-- Aim of the task --
Range to reproduce from the entries below: the line with "assert_eq!(draw.body.end.line,3);", the line with "assert_eq!(table.imports.len(),4);", and every line in between. Give them exactly and give nothing else.
*** Opening of Material shown ***
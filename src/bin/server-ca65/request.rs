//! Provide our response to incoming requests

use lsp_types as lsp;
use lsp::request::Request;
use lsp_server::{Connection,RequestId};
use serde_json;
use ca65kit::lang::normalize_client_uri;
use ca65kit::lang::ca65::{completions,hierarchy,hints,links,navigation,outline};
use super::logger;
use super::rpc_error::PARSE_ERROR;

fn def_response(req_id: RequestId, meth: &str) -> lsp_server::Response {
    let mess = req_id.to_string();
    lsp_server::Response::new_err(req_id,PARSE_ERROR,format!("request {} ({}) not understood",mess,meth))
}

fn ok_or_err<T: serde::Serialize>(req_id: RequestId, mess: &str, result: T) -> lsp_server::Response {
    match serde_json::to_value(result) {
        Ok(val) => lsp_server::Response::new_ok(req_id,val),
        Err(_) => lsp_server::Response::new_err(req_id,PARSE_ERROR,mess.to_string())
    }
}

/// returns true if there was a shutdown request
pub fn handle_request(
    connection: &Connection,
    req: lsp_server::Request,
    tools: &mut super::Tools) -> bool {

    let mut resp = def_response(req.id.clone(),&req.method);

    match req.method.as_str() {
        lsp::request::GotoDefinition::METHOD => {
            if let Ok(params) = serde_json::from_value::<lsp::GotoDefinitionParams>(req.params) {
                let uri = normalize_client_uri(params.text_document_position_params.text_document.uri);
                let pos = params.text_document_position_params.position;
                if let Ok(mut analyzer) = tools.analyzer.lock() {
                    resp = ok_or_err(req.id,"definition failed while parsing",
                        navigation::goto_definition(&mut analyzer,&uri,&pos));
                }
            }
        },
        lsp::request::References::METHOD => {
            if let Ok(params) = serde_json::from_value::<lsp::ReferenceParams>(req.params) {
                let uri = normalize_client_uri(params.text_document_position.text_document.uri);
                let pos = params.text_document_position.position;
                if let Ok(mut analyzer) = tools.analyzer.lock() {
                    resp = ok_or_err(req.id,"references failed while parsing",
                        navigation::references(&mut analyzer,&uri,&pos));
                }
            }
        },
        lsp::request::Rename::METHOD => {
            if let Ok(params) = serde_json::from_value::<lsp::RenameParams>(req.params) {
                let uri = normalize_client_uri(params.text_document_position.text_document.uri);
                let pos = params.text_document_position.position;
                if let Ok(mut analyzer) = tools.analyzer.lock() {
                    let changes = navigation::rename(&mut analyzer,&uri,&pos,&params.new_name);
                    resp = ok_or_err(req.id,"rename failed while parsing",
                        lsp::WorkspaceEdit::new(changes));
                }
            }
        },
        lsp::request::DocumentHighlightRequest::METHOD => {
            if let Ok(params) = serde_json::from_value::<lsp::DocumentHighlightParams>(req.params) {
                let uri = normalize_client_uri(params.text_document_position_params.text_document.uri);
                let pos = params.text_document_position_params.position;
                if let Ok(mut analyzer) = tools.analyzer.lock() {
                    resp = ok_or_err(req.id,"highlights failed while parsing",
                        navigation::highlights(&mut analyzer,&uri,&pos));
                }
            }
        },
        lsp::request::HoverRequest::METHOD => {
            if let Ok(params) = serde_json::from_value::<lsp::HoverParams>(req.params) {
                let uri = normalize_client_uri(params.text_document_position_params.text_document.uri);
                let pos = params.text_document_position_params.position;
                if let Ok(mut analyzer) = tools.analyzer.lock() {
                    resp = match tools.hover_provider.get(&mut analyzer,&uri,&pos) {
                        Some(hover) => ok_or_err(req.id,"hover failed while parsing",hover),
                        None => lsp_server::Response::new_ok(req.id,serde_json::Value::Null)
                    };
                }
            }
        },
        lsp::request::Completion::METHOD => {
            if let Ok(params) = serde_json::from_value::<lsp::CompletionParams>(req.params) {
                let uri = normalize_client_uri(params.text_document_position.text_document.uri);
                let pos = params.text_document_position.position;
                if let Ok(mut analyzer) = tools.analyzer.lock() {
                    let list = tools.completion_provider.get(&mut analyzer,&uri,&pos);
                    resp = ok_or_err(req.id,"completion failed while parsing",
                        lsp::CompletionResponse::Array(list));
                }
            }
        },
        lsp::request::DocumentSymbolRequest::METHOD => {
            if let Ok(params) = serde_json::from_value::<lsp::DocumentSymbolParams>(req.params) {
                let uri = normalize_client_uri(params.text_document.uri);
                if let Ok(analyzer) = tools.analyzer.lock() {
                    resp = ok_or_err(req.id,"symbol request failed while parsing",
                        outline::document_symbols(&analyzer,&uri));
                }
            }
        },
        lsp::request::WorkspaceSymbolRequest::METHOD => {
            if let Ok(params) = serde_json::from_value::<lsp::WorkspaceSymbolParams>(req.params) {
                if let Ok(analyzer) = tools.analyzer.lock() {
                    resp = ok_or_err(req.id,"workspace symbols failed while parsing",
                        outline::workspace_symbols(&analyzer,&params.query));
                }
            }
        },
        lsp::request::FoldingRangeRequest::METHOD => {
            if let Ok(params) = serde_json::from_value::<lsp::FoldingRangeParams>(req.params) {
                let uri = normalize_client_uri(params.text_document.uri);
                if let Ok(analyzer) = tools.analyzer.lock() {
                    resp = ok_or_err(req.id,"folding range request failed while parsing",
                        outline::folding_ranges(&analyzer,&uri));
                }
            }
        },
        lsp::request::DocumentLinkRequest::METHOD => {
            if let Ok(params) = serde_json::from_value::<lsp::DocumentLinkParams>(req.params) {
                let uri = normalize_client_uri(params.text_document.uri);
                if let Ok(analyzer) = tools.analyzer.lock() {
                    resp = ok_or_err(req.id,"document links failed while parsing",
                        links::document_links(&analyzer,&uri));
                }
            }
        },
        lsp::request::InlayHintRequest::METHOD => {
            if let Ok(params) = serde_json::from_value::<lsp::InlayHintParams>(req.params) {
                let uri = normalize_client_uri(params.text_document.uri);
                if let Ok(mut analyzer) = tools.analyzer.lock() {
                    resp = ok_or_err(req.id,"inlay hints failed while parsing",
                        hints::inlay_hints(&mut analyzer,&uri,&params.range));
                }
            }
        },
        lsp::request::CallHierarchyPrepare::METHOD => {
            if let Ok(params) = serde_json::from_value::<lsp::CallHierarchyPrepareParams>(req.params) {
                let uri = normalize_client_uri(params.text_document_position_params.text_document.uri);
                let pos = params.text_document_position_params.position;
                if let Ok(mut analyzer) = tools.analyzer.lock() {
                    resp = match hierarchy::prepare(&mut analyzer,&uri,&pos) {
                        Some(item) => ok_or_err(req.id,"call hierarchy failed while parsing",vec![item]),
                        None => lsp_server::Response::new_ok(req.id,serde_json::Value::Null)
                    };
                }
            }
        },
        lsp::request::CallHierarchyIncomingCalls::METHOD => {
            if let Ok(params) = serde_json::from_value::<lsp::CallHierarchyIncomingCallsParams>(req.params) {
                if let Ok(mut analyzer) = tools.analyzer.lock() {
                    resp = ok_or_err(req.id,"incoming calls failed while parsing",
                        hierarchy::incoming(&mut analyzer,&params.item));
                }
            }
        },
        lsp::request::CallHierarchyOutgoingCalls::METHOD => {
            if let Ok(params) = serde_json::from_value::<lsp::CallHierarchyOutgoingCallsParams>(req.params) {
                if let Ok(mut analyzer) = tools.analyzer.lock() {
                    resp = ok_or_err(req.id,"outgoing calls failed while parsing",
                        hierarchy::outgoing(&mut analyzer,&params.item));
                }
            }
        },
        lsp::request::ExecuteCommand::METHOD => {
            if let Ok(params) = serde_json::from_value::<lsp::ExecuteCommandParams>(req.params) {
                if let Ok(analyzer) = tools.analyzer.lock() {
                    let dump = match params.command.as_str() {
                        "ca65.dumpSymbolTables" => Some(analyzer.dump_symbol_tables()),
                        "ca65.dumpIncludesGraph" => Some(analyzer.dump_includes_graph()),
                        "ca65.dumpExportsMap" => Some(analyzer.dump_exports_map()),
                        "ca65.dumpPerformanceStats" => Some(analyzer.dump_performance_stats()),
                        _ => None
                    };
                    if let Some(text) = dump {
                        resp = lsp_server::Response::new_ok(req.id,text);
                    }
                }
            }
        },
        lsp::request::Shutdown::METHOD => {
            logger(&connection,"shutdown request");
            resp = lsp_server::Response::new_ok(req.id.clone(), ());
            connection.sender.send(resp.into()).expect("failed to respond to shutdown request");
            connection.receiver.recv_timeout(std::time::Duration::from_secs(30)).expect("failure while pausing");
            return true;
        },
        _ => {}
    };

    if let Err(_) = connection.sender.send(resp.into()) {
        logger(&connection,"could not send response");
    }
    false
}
*** Close of Material shown ***
*** Opening of Material shown ***
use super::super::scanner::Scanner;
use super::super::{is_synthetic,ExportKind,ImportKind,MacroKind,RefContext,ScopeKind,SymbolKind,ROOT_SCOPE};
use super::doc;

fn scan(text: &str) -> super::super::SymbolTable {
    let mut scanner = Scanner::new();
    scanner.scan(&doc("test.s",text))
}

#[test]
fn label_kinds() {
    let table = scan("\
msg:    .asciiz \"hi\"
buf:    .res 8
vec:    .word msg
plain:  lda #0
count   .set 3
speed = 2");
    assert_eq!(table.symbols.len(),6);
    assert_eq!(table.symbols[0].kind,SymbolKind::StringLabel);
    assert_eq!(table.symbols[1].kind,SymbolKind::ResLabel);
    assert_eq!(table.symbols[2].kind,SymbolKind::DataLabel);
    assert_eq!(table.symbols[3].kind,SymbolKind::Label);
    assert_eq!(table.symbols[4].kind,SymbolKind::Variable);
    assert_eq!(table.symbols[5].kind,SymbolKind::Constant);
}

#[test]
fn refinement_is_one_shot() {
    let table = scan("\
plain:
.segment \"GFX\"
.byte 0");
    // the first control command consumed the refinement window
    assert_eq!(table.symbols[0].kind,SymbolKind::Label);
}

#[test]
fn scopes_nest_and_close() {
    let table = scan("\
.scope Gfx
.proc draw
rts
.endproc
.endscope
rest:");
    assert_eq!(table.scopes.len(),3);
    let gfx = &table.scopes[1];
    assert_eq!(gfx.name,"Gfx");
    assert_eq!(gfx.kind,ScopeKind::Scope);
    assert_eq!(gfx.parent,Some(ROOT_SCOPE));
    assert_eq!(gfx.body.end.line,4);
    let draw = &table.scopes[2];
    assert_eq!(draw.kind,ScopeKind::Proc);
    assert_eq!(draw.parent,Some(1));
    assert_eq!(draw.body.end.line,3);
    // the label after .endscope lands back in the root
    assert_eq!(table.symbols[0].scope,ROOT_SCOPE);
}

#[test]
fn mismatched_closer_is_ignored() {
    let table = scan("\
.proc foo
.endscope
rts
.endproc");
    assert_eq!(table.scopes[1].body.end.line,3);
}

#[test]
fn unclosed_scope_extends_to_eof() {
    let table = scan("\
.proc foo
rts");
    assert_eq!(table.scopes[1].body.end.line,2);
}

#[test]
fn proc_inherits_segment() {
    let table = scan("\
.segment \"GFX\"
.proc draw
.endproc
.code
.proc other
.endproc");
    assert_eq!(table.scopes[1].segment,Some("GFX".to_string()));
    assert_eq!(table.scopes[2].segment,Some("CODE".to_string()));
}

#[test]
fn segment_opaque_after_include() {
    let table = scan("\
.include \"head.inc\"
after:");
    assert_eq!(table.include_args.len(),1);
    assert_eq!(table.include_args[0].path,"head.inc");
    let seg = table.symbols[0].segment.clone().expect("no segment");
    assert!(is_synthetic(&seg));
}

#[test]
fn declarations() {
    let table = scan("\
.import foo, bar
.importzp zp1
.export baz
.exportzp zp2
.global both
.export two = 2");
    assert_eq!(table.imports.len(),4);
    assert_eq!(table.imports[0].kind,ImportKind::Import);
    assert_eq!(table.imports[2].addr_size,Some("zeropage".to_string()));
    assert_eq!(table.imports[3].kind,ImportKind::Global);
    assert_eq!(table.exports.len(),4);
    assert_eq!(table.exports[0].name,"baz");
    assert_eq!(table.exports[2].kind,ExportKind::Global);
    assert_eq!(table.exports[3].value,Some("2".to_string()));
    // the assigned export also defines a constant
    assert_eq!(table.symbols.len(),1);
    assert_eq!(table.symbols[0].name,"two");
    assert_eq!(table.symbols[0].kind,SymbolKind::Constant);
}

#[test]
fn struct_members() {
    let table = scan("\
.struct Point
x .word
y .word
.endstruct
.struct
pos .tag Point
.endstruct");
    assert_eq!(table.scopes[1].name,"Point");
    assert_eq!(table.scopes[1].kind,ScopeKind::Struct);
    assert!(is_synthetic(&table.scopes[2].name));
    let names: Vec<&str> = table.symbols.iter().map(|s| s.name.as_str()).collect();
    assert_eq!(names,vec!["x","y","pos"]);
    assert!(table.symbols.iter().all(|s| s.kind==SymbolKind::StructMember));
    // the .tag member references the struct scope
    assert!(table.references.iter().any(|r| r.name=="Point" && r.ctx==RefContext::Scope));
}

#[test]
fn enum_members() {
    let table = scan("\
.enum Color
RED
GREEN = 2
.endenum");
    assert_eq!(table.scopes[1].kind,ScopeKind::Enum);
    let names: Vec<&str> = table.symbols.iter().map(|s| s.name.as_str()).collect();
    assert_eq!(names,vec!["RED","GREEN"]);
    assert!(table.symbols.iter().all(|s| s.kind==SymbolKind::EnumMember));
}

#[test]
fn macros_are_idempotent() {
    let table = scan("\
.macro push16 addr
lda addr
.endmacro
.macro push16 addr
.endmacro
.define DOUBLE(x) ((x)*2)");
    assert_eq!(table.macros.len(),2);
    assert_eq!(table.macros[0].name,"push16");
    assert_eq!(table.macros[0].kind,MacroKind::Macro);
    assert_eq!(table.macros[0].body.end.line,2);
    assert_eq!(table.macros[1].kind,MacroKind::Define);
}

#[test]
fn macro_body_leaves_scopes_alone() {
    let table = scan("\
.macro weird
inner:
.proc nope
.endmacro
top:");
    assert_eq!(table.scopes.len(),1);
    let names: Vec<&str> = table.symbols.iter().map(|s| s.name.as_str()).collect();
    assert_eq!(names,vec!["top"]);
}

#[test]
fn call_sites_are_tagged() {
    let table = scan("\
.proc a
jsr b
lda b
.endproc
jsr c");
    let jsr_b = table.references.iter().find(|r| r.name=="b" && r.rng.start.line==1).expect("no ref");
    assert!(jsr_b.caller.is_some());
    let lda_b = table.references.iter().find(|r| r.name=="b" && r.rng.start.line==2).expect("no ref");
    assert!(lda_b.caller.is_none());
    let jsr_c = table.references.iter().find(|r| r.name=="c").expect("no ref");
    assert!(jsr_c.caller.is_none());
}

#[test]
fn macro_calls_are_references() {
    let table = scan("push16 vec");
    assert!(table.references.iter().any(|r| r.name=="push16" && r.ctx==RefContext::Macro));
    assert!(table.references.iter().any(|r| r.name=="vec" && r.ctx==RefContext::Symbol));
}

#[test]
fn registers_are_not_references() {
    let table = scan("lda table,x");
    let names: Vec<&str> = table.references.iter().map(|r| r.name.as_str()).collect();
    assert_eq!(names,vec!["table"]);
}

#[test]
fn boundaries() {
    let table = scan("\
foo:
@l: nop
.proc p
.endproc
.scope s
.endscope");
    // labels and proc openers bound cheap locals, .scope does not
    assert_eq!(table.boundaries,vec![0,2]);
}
*** Close of Material shown ***
-- Exercise solution --
    assert_eq!(draw.body.end.line,3);
    // the label after .endscope lands back in the root
    assert_eq!(table.symbols[0].scope,ROOT_SCOPE);
}

#[test]
fn mismatched_closer_is_ignored() {
    let table = scan("\
.proc foo
.endscope
rts
.endproc");
    assert_eq!(table.scopes[1].body.end.line,3);
}

#[test]
fn unclosed_scope_extends_to_eof() {
    let table = scan("\
.proc foo
rts");
    assert_eq!(table.scopes[1].body.end.line,2);
}

#[test]
fn proc_inherits_segment() {
    let table = scan("\
.segment \"GFX\"
.proc draw
.endproc
.code
.proc other
.endproc");
    assert_eq!(table.scopes[1].segment,Some("GFX".to_string()));
    assert_eq!(table.scopes[2].segment,Some("CODE".to_string()));
}

#[test]
fn segment_opaque_after_include() {
    let table = scan("\
.include \"head.inc\"
after:");
    assert_eq!(table.include_args.len(),1);
    assert_eq!(table.include_args[0].path,"head.inc");
    let seg = table.symbols[0].segment.clone().expect("no segment");
    assert!(is_synthetic(&seg));
}

#[test]
fn declarations() {
    let table = scan("\
.import foo, bar
.importzp zp1
.export baz
.exportzp zp2
.global both
.export two = 2");
    assert_eq!(table.imports.len(),4);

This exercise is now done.